(Stored data entries)
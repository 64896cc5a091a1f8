use crate::api::FollowSnapshot;
use crate::error::FetchError;

/// Result of one background load, tagged with the request that started it so
/// the app can drop answers to queries the user has already replaced.
#[derive(Debug)]
pub struct FetchMessage {
    pub request_id: u64,
    pub outcome: Result<FollowSnapshot, FetchError>,
}
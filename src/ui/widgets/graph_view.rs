use crate::layout::{GraphScene, NODE_RADIUS, Point, RadialLayout, Role};
use crate::ui::widgets::{Pane, PanelData, pane_block, render_message};
use crossterm::event::{MouseButton, MouseEvent, MouseEventKind};
use ratatui::{
    Frame,
    layout::Rect,
    style::{Color, Style},
    symbols::Marker,
    text::Span,
    widgets::canvas::{Canvas, Circle, Line as CanvasLine},
};

/// Above this many nodes only the centre and the dragged node are labelled.
const LABEL_LIMIT: usize = 24;
const LABEL_CHARS: usize = 12;

pub fn role_color(role: Role) -> Color {
    match role {
        Role::Center => Color::Magenta,
        Role::Mutual => Color::Blue,
        Role::Follower => Color::Red,
        Role::Following => Color::Cyan,
    }
}

pub struct GraphView {
    title: String,
    layout: RadialLayout,
    drag_margin: f64,
    scene: Option<GraphScene>,
    loading: bool,
    error: Option<String>,
}

impl GraphView {
    pub fn new(layout: RadialLayout, drag_margin: f64) -> Self {
        Self {
            title: "Graph".to_string(),
            layout,
            drag_margin,
            scene: None,
            loading: false,
            error: None,
        }
    }

    pub fn scene(&self) -> Option<&GraphScene> {
        self.scene.as_ref()
    }

    fn inner(area: Rect) -> Rect {
        pane_block("", false).inner(area)
    }

    /// Canvas coordinates of the middle of terminal cell `(column, row)`.
    /// Cells outside `area` still map, so a drag can run past the border.
    pub fn cell_to_canvas(&self, area: Rect, column: u16, row: u16) -> Option<Point> {
        let inner = Self::inner(area);
        if inner.width == 0 || inner.height == 0 {
            return None;
        }
        let canvas = self.layout.canvas();
        let col = f64::from(column) - f64::from(inner.x) + 0.5;
        let row = f64::from(row) - f64::from(inner.y) + 0.5;
        Some(Point::new(
            col * canvas.width / f64::from(inner.width),
            row * canvas.height / f64::from(inner.height),
        ))
    }

    /// A click must land within one cell of a node to grab it.
    pub fn hit_radius(&self, area: Rect) -> f64 {
        let inner = Self::inner(area);
        let canvas = self.layout.canvas();
        let cell_w = canvas.width / f64::from(inner.width.max(1));
        let cell_h = canvas.height / f64::from(inner.height.max(1));
        NODE_RADIUS.max(cell_w).max(cell_h)
    }

    fn contains(area: Rect, column: u16, row: u16) -> bool {
        let inner = Self::inner(area);
        column >= inner.x
            && column < inner.x + inner.width
            && row >= inner.y
            && row < inner.y + inner.height
    }

    /// Feed a left-button mouse event into the drag session. Returns true when
    /// the scene changed or a drag started or ended.
    pub fn handle_mouse(&mut self, area: Rect, event: MouseEvent) -> bool {
        let hit_radius = self.hit_radius(area);
        let Some(pointer) = self.cell_to_canvas(area, event.column, event.row) else {
            return false;
        };
        let Some(scene) = self.scene.as_mut() else {
            return false;
        };

        match event.kind {
            MouseEventKind::Down(MouseButton::Left) => {
                if !Self::contains(area, event.column, event.row) {
                    return false;
                }
                let Some(id) = scene.node_at(pointer, hit_radius).map(|n| n.id.clone()) else {
                    return false;
                };
                scene.pointer_down(&id, pointer)
            }
            MouseEventKind::Drag(MouseButton::Left) => scene.pointer_move(pointer).is_some(),
            MouseEventKind::Up(MouseButton::Left) => scene.pointer_up().is_some(),
            _ => false,
        }
    }
}

impl Pane for GraphView {
    fn render(&self, frame: &mut Frame, area: Rect, focused: bool) {
        let block = pane_block(&self.title, focused);

        if self.loading {
            render_message(frame, area, block, "Loading...".to_string());
            return;
        }

        if let Some(ref error) = self.error {
            render_message(frame, area, block, format!("Error: {}", error));
            return;
        }

        let Some(scene) = &self.scene else {
            render_message(frame, area, block, "No graph".to_string());
            return;
        };

        let canvas = scene.canvas();
        let height = canvas.height;
        let lines = scene.connections();
        let dragged = scene.drag_state().node_id();
        let show_all_labels = scene.nodes().len() <= LABEL_LIMIT;

        let labels: Vec<(Point, String, Color)> = scene
            .nodes()
            .iter()
            .filter(|n| {
                show_all_labels || n.role == Role::Center || Some(n.id.as_str()) == dragged
            })
            .map(|n| {
                let label: String = n.subject.nickname().chars().take(LABEL_CHARS).collect();
                (n.position, label, role_color(n.role))
            })
            .collect();

        // Layout coordinates grow downwards, canvas coordinates grow upwards.
        let widget = Canvas::default()
            .block(block)
            .marker(Marker::Braille)
            .x_bounds([0.0, canvas.width])
            .y_bounds([0.0, height])
            .paint(|ctx| {
                for line in &lines {
                    let end = line.end();
                    ctx.draw(&CanvasLine::new(
                        line.start.x,
                        height - line.start.y,
                        end.x,
                        height - end.y,
                        Color::DarkGray,
                    ));
                }
                ctx.layer();
                for node in scene.nodes() {
                    ctx.draw(&Circle {
                        x: node.position.x,
                        y: height - node.position.y,
                        radius: node.role.radius(),
                        color: role_color(node.role),
                    });
                }
                ctx.layer();
                for (position, label, color) in &labels {
                    ctx.print(
                        position.x,
                        height - position.y,
                        Span::styled(label.clone(), Style::default().fg(*color)),
                    );
                }
            });

        frame.render_widget(widget, area);
    }

    fn update_data(&mut self, data: &PanelData) {
        self.loading = false;
        match data {
            PanelData::Loaded(snapshot) => {
                let nodes = self.layout.from_graph(&snapshot.center, &snapshot.graph);
                match self.scene.as_mut() {
                    Some(scene) => scene.rebuild(nodes),
                    None => {
                        self.scene = Some(
                            GraphScene::new(self.layout.canvas(), nodes)
                                .with_drag_margin(self.drag_margin),
                        )
                    }
                }
                self.error = None;
            }
            PanelData::Error(e) => {
                self.scene = None;
                self.error = Some(e.clone());
            }
            PanelData::Loading => {
                self.scene = None;
                self.error = None;
                self.loading = true;
            }
        }
    }
}

#[cfg(test)]
mod tests {
    use super::*;
    use crate::api::client::PagesSummary;
    use crate::api::testing::entity;
    use crate::api::{CenterUser, FollowSnapshot};
    use crate::graph::FollowGraph;
    use crate::layout::{Canvas, DRAG_MARGIN, RingPolicy};
    use crossterm::event::KeyModifiers;
    use ratatui::{Terminal, backend::TestBackend};
    use std::sync::Arc;

    // 70x35 inner cells over a 700x700 canvas: 10 units per column, 20 per row.
    const AREA: Rect = Rect {
        x: 0,
        y: 0,
        width: 72,
        height: 37,
    };

    fn view() -> GraphView {
        let layout = RadialLayout::new(
            Canvas::new(700.0, 700.0),
            RingPolicy::Proportional { margin: 80.0 },
        );
        let mut view = GraphView::new(layout, DRAG_MARGIN);
        view.update_data(&PanelData::Loaded(Arc::new(FollowSnapshot {
            user_id: 123,
            center: CenterUser::placeholder(123),
            profile: None,
            channel: None,
            graph: FollowGraph::new(vec![entity(1), entity(2)], vec![entity(2), entity(3)]),
            pages: PagesSummary::default(),
        })));
        view
    }

    fn mouse(kind: MouseEventKind, column: u16, row: u16) -> MouseEvent {
        MouseEvent {
            kind,
            column,
            row,
            modifiers: KeyModifiers::NONE,
        }
    }

    fn center_position(view: &GraphView) -> Point {
        view.scene().unwrap().node("center-123").unwrap().position
    }

    #[test]
    fn test_cell_to_canvas() {
        let view = view();
        assert_eq!(view.cell_to_canvas(AREA, 1, 1), Some(Point::new(5.0, 10.0)));
        assert_eq!(
            view.cell_to_canvas(AREA, 36, 18),
            Some(Point::new(355.0, 350.0))
        );
        assert!(view.cell_to_canvas(Rect::new(0, 0, 2, 2), 0, 0).is_none());
    }

    #[test]
    fn test_hit_radius_covers_a_cell() {
        let view = view();
        assert_eq!(view.hit_radius(AREA), 20.0);
    }

    #[test]
    fn test_mouse_drag_moves_center() {
        let mut view = view();
        assert!(view.handle_mouse(AREA, mouse(MouseEventKind::Down(MouseButton::Left), 36, 18)));
        assert!(view.handle_mouse(AREA, mouse(MouseEventKind::Drag(MouseButton::Left), 46, 18)));
        assert_eq!(center_position(&view), Point::new(450.0, 350.0));

        assert!(view.handle_mouse(AREA, mouse(MouseEventKind::Up(MouseButton::Left), 46, 18)));
        assert!(!view.handle_mouse(AREA, mouse(MouseEventKind::Drag(MouseButton::Left), 60, 18)));
        assert_eq!(center_position(&view), Point::new(450.0, 350.0));
    }

    #[test]
    fn test_drag_past_border_is_clamped() {
        let mut view = view();
        view.handle_mouse(AREA, mouse(MouseEventKind::Down(MouseButton::Left), 36, 18));
        view.handle_mouse(AREA, mouse(MouseEventKind::Drag(MouseButton::Left), 200, 0));
        assert_eq!(center_position(&view), Point::new(650.0, 50.0));
    }

    #[test]
    fn test_click_on_empty_space_ignored() {
        let mut view = view();
        assert!(!view.handle_mouse(AREA, mouse(MouseEventKind::Down(MouseButton::Left), 1, 1)));
        assert!(!view.handle_mouse(AREA, mouse(MouseEventKind::Down(MouseButton::Right), 36, 18)));
        assert!(!view.scene().unwrap().drag_state().is_dragging());
    }

    #[test]
    fn test_reload_resets_positions() {
        let mut view = view();
        view.handle_mouse(AREA, mouse(MouseEventKind::Down(MouseButton::Left), 36, 18));
        view.handle_mouse(AREA, mouse(MouseEventKind::Drag(MouseButton::Left), 46, 18));

        view.update_data(&PanelData::Loaded(Arc::new(FollowSnapshot {
            user_id: 123,
            center: CenterUser::placeholder(123),
            profile: None,
            channel: None,
            graph: FollowGraph::default(),
            pages: PagesSummary::default(),
        })));
        assert_eq!(center_position(&view), Point::new(350.0, 350.0));
        assert_eq!(view.scene().unwrap().nodes().len(), 1);
    }

    #[test]
    fn test_error_drops_scene() {
        let mut view = view();
        view.update_data(&PanelData::Error("HTTP 500".to_string()));
        assert!(view.scene().is_none());
        assert!(!view.handle_mouse(AREA, mouse(MouseEventKind::Down(MouseButton::Left), 36, 18)));
    }

    #[test]
    fn test_render_smoke() {
        let view = view();
        let mut terminal = Terminal::new(TestBackend::new(AREA.width, AREA.height)).unwrap();
        terminal
            .draw(|frame| view.render(frame, frame.area(), true))
            .unwrap();

        let buffer = terminal.backend().buffer();
        let rendered: String = buffer.content().iter().map(|c| c.symbol()).collect();
        assert!(rendered.contains("Graph"));
        assert!(rendered.contains("User 123"));
    }
}
impl FollowsTable {
    pub fn new() -> Self {
        let mut table_state = TableState::default();
        table_state.select(Some(0));

        Self {
            title: "Follows".to_string(),
            snapshot: None,
            tab: TableTab::Mutual,
            search: String::new(),
            sort_key: SortKey::Order,
            sort_dir: SortDir::Asc,
            table_state,
            loading: false,
            error: None,
        }
    }

    pub fn set_tab(&mut self, tab: TableTab) {
        self.tab = tab;
        self.table_state.select(Some(0));
    }

    pub fn push_search_char(&mut self, c: char) {
        self.search.push(c);
        self.table_state.select(Some(0));
    }

    pub fn pop_search_char(&mut self) {
        self.search.pop();
        self.table_state.select(Some(0));
    }

    pub fn clear_search(&mut self) {
        self.search.clear();
        self.table_state.select(Some(0));
    }

    pub fn cycle_sort(&mut self) {
        self.sort_key = self.sort_key.next();
        self.sort_dir = SortDir::Asc;
    }

    /// Sorting by the active key again flips the direction.
    pub fn sort_by(&mut self, key: SortKey) {
        if key == self.sort_key {
            self.toggle_direction();
        } else {
            self.sort_key = key;
            self.sort_dir = SortDir::Asc;
        }
    }

    pub fn toggle_direction(&mut self) {
        self.sort_dir = match self.sort_dir {
            SortDir::Asc => SortDir::Desc,
            SortDir::Desc => SortDir::Asc,
        };
    }

    fn source_list(&self) -> &[Entity] {
        let Some(snapshot) = &self.snapshot else {
            return &[];
        };
        match self.tab {
            TableTab::Mutual => &snapshot.graph.mutual_follows,
            TableTab::Followers => &snapshot.graph.followers,
            TableTab::Followings => &snapshot.graph.followings,
        }
    }

    /// Rows of the active tab after search and sort.
    pub fn rows(&self) -> Vec<&Entity> {
        let needle = self.search.to_lowercase();
        let mut rows: Vec<&Entity> = self
            .source_list()
            .iter()
            .filter(|e| {
                needle.is_empty()
                    || e.nickname.to_lowercase().contains(&needle)
                    || e.tag.to_lowercase().contains(&needle)
            })
            .collect();

        let desc = self.sort_dir == SortDir::Desc;
        match self.sort_key {
            SortKey::Order => {
                if desc {
                    rows.reverse();
                }
            }
            // Ties keep fetch order in both directions.
            key => rows.sort_by(|a, b| {
                let ord = compare(key, a, b);
                if desc { ord.reverse() } else { ord }
            }),
        }
        rows
    }

    pub fn relationship(&self, entity: &Entity) -> Relationship {
        self.snapshot
            .as_ref()
            .map(|s| s.graph.relationship(entity.id))
            .unwrap_or(Relationship::None)
    }

    pub fn selected_entity(&self) -> Option<&Entity> {
        let idx = self.table_state.selected()?;
        self.rows().get(idx).copied()
    }

    fn render_tabs(&self, frame: &mut Frame, area: Rect) {
        let titles: Vec<Line> = TableTab::ALL
            .iter()
            .map(|tab| {
                let count = self
                    .snapshot
                    .as_ref()
                    .map(|s| match tab {
                        TableTab::Mutual => s.graph.mutual_follows.len(),
                        TableTab::Followers => s.graph.followers.len(),
                        TableTab::Followings => s.graph.followings.len(),
                    })
                    .unwrap_or(0);
                Line::from(format!("{} {}", tab.label(), count))
            })
            .collect();

        let tabs = Tabs::new(titles)
            .select(self.tab.index())
            .highlight_style(
                Style::default()
                    .fg(Color::Magenta)
                    .add_modifier(Modifier::BOLD),
            );
        frame.render_widget(tabs, area);
    }

    fn render_controls(&self, frame: &mut Frame, area: Rect) {
        let arrow = match self.sort_dir {
            SortDir::Asc => "▲",
            SortDir::Desc => "▼",
        };
        let line = Line::from(vec![
            Span::styled("sort: ", Style::default().fg(Color::DarkGray)),
            Span::styled(
                format!("{} {}", self.sort_key.label(), arrow),
                Style::default().fg(Color::Cyan),
            ),
            Span::styled("  search: ", Style::default().fg(Color::DarkGray)),
            Span::styled(
                if self.search.is_empty() {
                    "(name / @tag)".to_string()
                } else {
                    self.search.clone()
                },
                Style::default().fg(Color::White),
            ),
        ]);
        frame.render_widget(Paragraph::new(line), area);
    }

    fn render_footer(&self, frame: &mut Frame, area: Rect, shown: usize) {
        let (followers, followings, mutual) = self
            .snapshot
            .as_ref()
            .map(|s| {
                (
                    s.graph.followers.len(),
                    s.graph.followings.len(),
                    s.graph.mutual_follows.len(),
                )
            })
            .unwrap_or((0, 0, 0));
        let footer = format!(
            "shown {} | followers {} | following {} | mutual {}",
            shown, followers, followings, mutual
        );
        frame.render_widget(
            Paragraph::new(footer).style(Style::default().fg(Color::DarkGray)),
            area,
        );
    }
}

• [Your assignment]: Your output should consist solely of the lines from the beginning of the entries through the line containing "node are labelled.", reproduced exactly.

• [Response area]:
repository 64896cc5a091a1f8
use crate::api::FollowSnapshot;
use crate::error::FetchError;

/// Result of one background load, tagged with the request that started it so
/// the app can drop answers to queries the user has already replaced.
#[derive(Debug)]
pub struct FetchMessage {
    pub request_id: u64,
    pub outcome: Result<FollowSnapshot, FetchError>,
}
filename src/ui/widgets/graph_view.rs
use crate::layout::{GraphScene, NODE_RADIUS, Point, RadialLayout, Role};
use crate::ui::widgets::{Pane, PanelData, pane_block, render_message};
use crossterm::event::{MouseButton, MouseEvent, MouseEventKind};
use ratatui::{
    Frame,
    layout::Rect,
    style::{Color, Style},
    symbols::Marker,
    text::Span,
    widgets::canvas::{Canvas, Circle, Line as CanvasLine},
};

/// Above this many nodes only the centre and the dragged node are labelled.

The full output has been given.